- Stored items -
————————

//! PostgreSQL-backed `LeadRepository` spanning the four lead tables.
//!
//! Each lead kind has its own table with the same `id`, `status`,
//! `created_at` and `updated_at` columns. `lead_table!` generates the
//! per-table queries so the trait methods only pick the right module.

use async_trait::async_trait;
use chrono::{DateTime, Utc};
use diesel::result::Error as DieselError;
use diesel_async::RunQueryDsl;
use uuid::Uuid;

use crate::domain::ports::{LeadRepository, LeadRepositoryError};
use crate::domain::{
    LeadKind, LeadRecord, LeadStatus, LeadStatusCount, LeadSubmission, Page, PageRequest,
};

use super::diesel_basic_error_mapping::{map_basic_diesel_error, map_basic_pool_error};
use super::diesel_helpers::{collect_rows, count_to_total, limit_offset};
use super::models::{
    NewCallbackRow, NewInsuranceQuoteRow, NewLoanApplicationRow, NewReferralLeadRow,
};
use super::pool::{DbPool, PoolError};
use super::schema::{callback_requests, insurance_quote_requests, loan_applications, referral_leads};

/// Diesel-backed implementation of the `LeadRepository` port.
#[derive(Clone)]
pub struct DieselLeadRepository {
    pool: DbPool,
}

impl DieselLeadRepository {
    /// Create a new repository with the given connection pool.
    pub fn new(pool: DbPool) -> Self {
        Self { pool }
    }
}

fn map_pool_error(error: PoolError) -> LeadRepositoryError {
    map_basic_pool_error(error, LeadRepositoryError::connection)
}

fn map_diesel_error(error: DieselError) -> LeadRepositoryError {
    map_basic_diesel_error(
        error,
        LeadRepositoryError::query,
        LeadRepositoryError::connection,
    )
}

/// One page of rows plus the total count, shared by every lead table module.
struct Listed {
    total: i64,
    rows: Vec<Result<LeadRecord, String>>,
}

/// Generate list, status update and status count queries for one table.
macro_rules! lead_table {
    ($module:ident, $table:ident, $row:ident) => {
        mod $module {
            use chrono::{DateTime, Utc};
            use diesel::dsl::count_star;
            use diesel::prelude::*;
            use diesel::result::Error as DieselError;
            use diesel_async::{AsyncPgConnection, RunQueryDsl};
            use uuid::Uuid;

            use crate::domain::{LeadRecord, LeadStatus};

            use super::Listed;
            use super::super::models::$row;
            use super::super::schema::$table;

            pub(super) async fn list(
                conn: &mut AsyncPgConnection,
                status: Option<LeadStatus>,
                limit: i64,
                offset: i64,
            ) -> Result<Listed, DieselError> {
                let mut counted = $table::table.into_boxed();
                let mut selected = $table::table.select($row::as_select()).into_boxed();
                if let Some(status) = status {
                    counted = counted.filter($table::status.eq(status.as_str()));
                    selected = selected.filter($table::status.eq(status.as_str()));
                }
                let total: i64 = counted.count().get_result(conn).await?;
                let rows: Vec<$row> = selected
                    .order_by(($table::created_at.desc(), $table::id.desc()))
                    .limit(limit)
                    .offset(offset)
                    .load(conn)
                    .await?;
                Ok(Listed {
                    total,
                    rows: rows.into_iter().map($row::into_domain).collect(),
                })
            }

            pub(super) async fn update_status(
                conn: &mut AsyncPgConnection,
                id: Uuid,
                status: LeadStatus,
                updated_at: DateTime<Utc>,
            ) -> Result<Option<Result<LeadRecord, String>>, DieselError> {
                let row: Option<$row> = diesel::update($table::table.find(id))
                    .set((
                        $table::status.eq(status.as_str()),
                        $table::updated_at.eq(updated_at),
                    ))
                    .returning($row::as_returning())
                    .get_result(conn)
                    .await
                    .optional()?;
                Ok(row.map($row::into_domain))
            }

            pub(super) async fn status_counts(
                conn: &mut AsyncPgConnection,
            ) -> Result<Vec<(String, i64)>, DieselError> {
                $table::table
                    .group_by($table::status)
                    .select(($table::status, count_star()))
                    .load(conn)
                    .await
            }
        }
    };
}

lead_table!(loans, loan_applications, LoanApplicationRow);
lead_table!(insurance, insurance_quote_requests, InsuranceQuoteRow);
lead_table!(callbacks, callback_requests, CallbackRow);
lead_table!(referrals, referral_leads, ReferralLeadRow);

#[async_trait]
impl LeadRepository for DieselLeadRepository {
    async fn insert(&self, record: &LeadRecord) -> Result<(), LeadRepositoryError> {
        let mut conn = self.pool.get().await.map_err(map_pool_error)?;
        let status = record.status.as_str();
        let inserted = match &record.submission {
            LeadSubmission::Loan(lead) => {
                diesel::insert_into(loan_applications::table)
                    .values(&NewLoanApplicationRow {
                        id: record.id,
                        status,
                        loan_type: lead.loan_type.as_str(),
                        full_name: lead.full_name.as_str(),
                        email: lead.email.as_str(),
                        phone: lead.phone.as_str(),
                        pan: lead.pan.as_str(),
                        city: lead.city.as_str(),
                        amount_requested: lead.amount_requested,
                        monthly_income: lead.monthly_income,
                        employment_type: lead.employment_type.as_str(),
                        message: lead.message.as_ref().map(|note| note.as_str()),
                        created_at: record.created_at,
                        updated_at: record.updated_at,
                    })
                    .execute(&mut conn)
                    .await
            }
            LeadSubmission::Insurance(lead) => {
                diesel::insert_into(insurance_quote_requests::table)
                    .values(&NewInsuranceQuoteRow {
                        id: record.id,
                        status,
                        insurance_type: lead.insurance_type.as_str(),
                        full_name: lead.full_name.as_str(),
                        email: lead.email.as_str(),
                        phone: lead.phone.as_str(),
                        city: lead.city.as_str(),
                        age: lead.age,
                        sum_insured: lead.sum_insured,
                        message: lead.message.as_ref().map(|note| note.as_str()),
                        created_at: record.created_at,
                        updated_at: record.updated_at,
                    })
                    .execute(&mut conn)
                    .await
            }
            LeadSubmission::Callback(lead) => {
                diesel::insert_into(callback_requests::table)
                    .values(&NewCallbackRow {
                        id: record.id,
                        status,
                        service: lead.service.as_str(),
                        full_name: lead.full_name.as_str(),
                        phone: lead.phone.as_str(),
                        email: lead.email.as_ref().map(|email| email.as_str()),
                        preferred_time: lead.preferred_time.as_ref().map(|note| note.as_str()),
                        message: lead.message.as_ref().map(|note| note.as_str()),
                        created_at: record.created_at,
                        updated_at: record.updated_at,
                    })
                    .execute(&mut conn)
                    .await
            }
            LeadSubmission::Referral(lead) => {
                diesel::insert_into(referral_leads::table)
                    .values(&NewReferralLeadRow {
                        id: record.id,
                        status,
                        referrer_code: lead.referrer_code.as_str(),
                        product: lead.product.as_str(),
                        friend_name: lead.friend_name.as_str(),
                        friend_phone: lead.friend_phone.as_str(),
                        friend_email: lead.friend_email.as_ref().map(|email| email.as_str()),
                        note: lead.note.as_ref().map(|note| note.as_str()),
                        created_at: record.created_at,
                        updated_at: record.updated_at,
                    })
                    .execute(&mut conn)
                    .await
            }
        };
        inserted.map(|_| ()).map_err(map_diesel_error)
    }

    async fn list(
        &self,
        kind: LeadKind,
        status: Option<LeadStatus>,
        page: PageRequest,
    ) -> Result<Page<LeadRecord>, LeadRepositoryError> {
        let (limit, offset) = limit_offset(page).map_err(LeadRepositoryError::query)?;
        let mut conn = self.pool.get().await.map_err(map_pool_error)?;
        let listed = match kind {
            LeadKind::Loan => loans::list(&mut conn, status, limit, offset).await,
            LeadKind::Insurance => insurance::list(&mut conn, status, limit, offset).await,
            LeadKind::Callback => callbacks::list(&mut conn, status, limit, offset).await,
            LeadKind::Referral => referrals::list(&mut conn, status, limit, offset).await,
        }
        .map_err(map_diesel_error)?;
        let items = collect_rows(listed.rows.into_iter(), LeadRepositoryError::query)?;
        Ok(Page::new(items, page, count_to_total(listed.total)))
    }

    async fn update_status(
        &self,
        kind: LeadKind,
        id: Uuid,
        status: LeadStatus,
        updated_at: DateTime<Utc>,
    ) -> Result<Option<LeadRecord>, LeadRepositoryError> {
        let mut conn = self.pool.get().await.map_err(map_pool_error)?;
        let updated = match kind {
            LeadKind::Loan => loans::update_status(&mut conn, id, status, updated_at).await,
            LeadKind::Insurance => {
                insurance::update_status(&mut conn, id, status, updated_at).await
            }
            LeadKind::Callback => callbacks::update_status(&mut conn, id, status, updated_at).await,
            LeadKind::Referral => referrals::update_status(&mut conn, id, status, updated_at).await,
        }
        .map_err(map_diesel_error)?;
        updated
            .transpose()
            .map_err(LeadRepositoryError::query)
    }

    async fn count_by_status(&self) -> Result<Vec<LeadStatusCount>, LeadRepositoryError> {
        let mut conn = self.pool.get().await.map_err(map_pool_error)?;
        let mut counts = Vec::new();
        for &kind in LeadKind::ALL {
            let grouped = match kind {
                LeadKind::Loan => loans::status_counts(&mut conn).await,
                LeadKind::Insurance => insurance::status_counts(&mut conn).await,
                LeadKind::Callback => callbacks::status_counts(&mut conn).await,
                LeadKind::Referral => referrals::status_counts(&mut conn).await,
            }
            .map_err(map_diesel_error)?;
            let mut per_kind = collect_rows(
                grouped.into_iter().map(|(status, count)| {
                    LeadStatus::parse(&status)
                        .map(|status| LeadStatusCount {
                            kind,
                            status,
                            count: count_to_total(count),
                        })
                        .map_err(|_| format!("unexpected status value '{status}'"))
                }),
                LeadRepositoryError::query,
            )?;
            per_kind.sort_by_key(|count| {
                LeadStatus::ALL
                    .iter()
                    .position(|status| *status == count.status)
            });
            counts.extend(per_kind);
        }
        Ok(counts)
    }
}
/// Raw friend referral form submitted by a signed-in user.
#[derive(Debug, Default, Clone, Deserialize, ToSchema)]
#[serde(rename_all = "camelCase")]
pub struct ReferralLeadDraft {
    #[schema(example = "insurance")]
    pub product: Option<String>,
    #[schema(example = "Vikram Shah")]
    pub friend_name: Option<String>,
    pub friend_phone: Option<String>,
    pub friend_email: Option<String>,
    pub note: Option<String>,
}

/// Validated friend referral, tagged with the referrer's own code.
#[derive(Debug, Clone, PartialEq, Eq, Serialize, ToSchema)]
#[serde(rename_all = "camelCase")]
pub struct ReferralLead {
    #[schema(value_type = String)]
    pub referrer_code: ReferCode,
    pub product: ReferralProduct,
    #[schema(value_type = String)]
    pub friend_name: PersonName,
    #[schema(value_type = String)]
    pub friend_phone: PhoneNumber,
    #[schema(value_type = Option<String>)]
    pub friend_email: Option<EmailAddress>,
    #[schema(value_type = Option<String>)]
    pub note: Option<Note>,
}

impl ReferralLead {
    /// Validate a referral draft on behalf of the referrer owning `referrer_code`.
    pub fn validate(
        draft: ReferralLeadDraft,
        referrer_code: ReferCode,
    ) -> Result<Self, Violations> {
        let mut v = Violations::default();
        let product = v.required("product", non_blank(draft.product), ReferralProduct::parse);
        let friend_name = v.required("friendName", non_blank(draft.friend_name), PersonName::new);
        let friend_phone =
            v.required("friendPhone", non_blank(draft.friend_phone), PhoneNumber::new);
        let friend_email =
            v.optional("friendEmail", non_blank(draft.friend_email), EmailAddress::new);
        let note = v.optional("note", non_blank(draft.note), free_text);

        v.finish(|| {
            Some(Self {
                referrer_code,
                product: product?,
                friend_name: friend_name?,
                friend_phone: friend_phone?,
                friend_email: friend_email?,
                note: note?,
            })
        })
    }
}

/// A validated form submission of any kind.
#[derive(Debug, Clone, PartialEq, Eq, Serialize, ToSchema)]
#[serde(tag = "kind", rename_all = "snake_case")]
pub enum LeadSubmission {
    Loan(LoanApplication),
    Insurance(InsuranceQuoteRequest),
    Callback(CallbackRequest),
    Referral(ReferralLead),
}

impl LeadSubmission {
    /// Which table the submission belongs to.
    pub const fn kind(&self) -> LeadKind {
        match self {
            Self::Loan(_) => LeadKind::Loan,
            Self::Insurance(_) => LeadKind::Insurance,
            Self::Callback(_) => LeadKind::Callback,
            Self::Referral(_) => LeadKind::Referral,
        }
    }

    /// Name of the person the lead is about.
    pub fn contact_name(&self) -> &str {
        match self {
            Self::Loan(lead) => lead.full_name.as_str(),
            Self::Insurance(lead) => lead.full_name.as_str(),
            Self::Callback(lead) => lead.full_name.as_str(),
            Self::Referral(lead) => lead.friend_name.as_str(),
        }
    }

    /// Phone number of the person the lead is about.
    pub fn contact_phone(&self) -> &str {
        match self {
            Self::Loan(lead) => lead.phone.as_str(),
            Self::Insurance(lead) => lead.phone.as_str(),
            Self::Callback(lead) => lead.phone.as_str(),
            Self::Referral(lead) => lead.friend_phone.as_str(),
        }
    }

    /// Short product description for listings.
    pub fn product_label(&self) -> &str {
        match self {
            Self::Loan(lead) => lead.loan_type.as_str(),
            Self::Insurance(lead) => lead.insurance_type.as_str(),
            Self::Callback(lead) => lead.service.as_str(),
            Self::Referral(lead) => lead.product.as_str(),
        }
    }
}

/// A stored lead.
#[derive(Debug, Clone, PartialEq, Eq, Serialize, ToSchema)]
#[serde(rename_all = "camelCase")]
pub struct LeadRecord {
    pub id: Uuid,
    pub status: LeadStatus,
    pub created_at: DateTime<Utc>,
    pub updated_at: DateTime<Utc>,
    #[serde(flatten)]
    pub submission: LeadSubmission,
}

impl LeadRecord {
    /// A freshly received lead in the `new` state.
    pub fn received(id: Uuid, submission: LeadSubmission, now: DateTime<Utc>) -> Self {
        Self {
            id,
            status: LeadStatus::New,
            created_at: now,
            updated_at: now,
            submission,
        }
    }

    pub const fn kind(&self) -> LeadKind {
        self.submission.kind()
    }

    /// Acknowledgement returned to the submitter.
    pub fn receipt(&self) -> LeadReceipt {
        LeadReceipt {
            id: self.id,
            kind: self.kind(),
            status: self.status,
            created_at: self.created_at,
        }
    }
}

/// Acknowledgement returned after a successful submission.
#[derive(Debug, Clone, PartialEq, Eq, Serialize, ToSchema)]
#[serde(rename_all = "camelCase")]
pub struct LeadReceipt {
    pub id: Uuid,
    pub kind: LeadKind,
    pub status: LeadStatus,
    pub created_at: DateTime<Utc>,
}

/// Number of leads of one kind in one state.
#[derive(Debug, Clone, Copy, PartialEq, Eq, Serialize, ToSchema)]
#[serde(rename_all = "camelCase")]
pub struct LeadStatusCount {
    pub kind: LeadKind,
    pub status: LeadStatus,
    pub count: u64,
}
//! Route table shared by the server and the handler tests.

use actix_web::web;

use super::{admin, admin_pages, content, leads, referrals, subscribers, users};

/// Register the JSON API. Mount inside the `/api/v1` scope.
pub fn configure_api(cfg: &mut web::ServiceConfig) {
    cfg.service(users::sign_in)
        .service(users::sign_out)
        .service(users::current_user)
        .service(referrals::my_referrals)
        .service(leads::submit_loan)
        .service(leads::submit_insurance)
        .service(leads::submit_callback)
        .service(leads::submit_referral)
        .service(subscribers::subscribe)
        .service(subscribers::unsubscribe)
        .service(content::list_content)
        .service(content::get_content)
        .service(admin::list_leads)
        .service(admin::update_lead_status)
        .service(admin::list_subscribers)
        .service(admin::list_users)
        .service(admin::referrals_for_code)
        .service(admin::create_article)
        .service(admin::publish_article);
}

/// Register the server-rendered back-office at the application root.
pub fn configure_admin_pages(cfg: &mut web::ServiceConfig) {
    cfg.service(admin_pages::dashboard)
        .service(admin_pages::leads)
        .service(admin_pages::subscribers);
}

————————

Each line of the records that contains the string "DateTime" must be copied.

- Solution below -
use chrono::{DateTime, Utc};
            use chrono::{DateTime, Utc};
                updated_at: DateTime<Utc>,
        updated_at: DateTime<Utc>,
    pub created_at: DateTime<Utc>,
    pub updated_at: DateTime<Utc>,
    pub fn received(id: Uuid, submission: LeadSubmission, now: DateTime<Utc>) -> Self {
    pub created_at: DateTime<Utc>,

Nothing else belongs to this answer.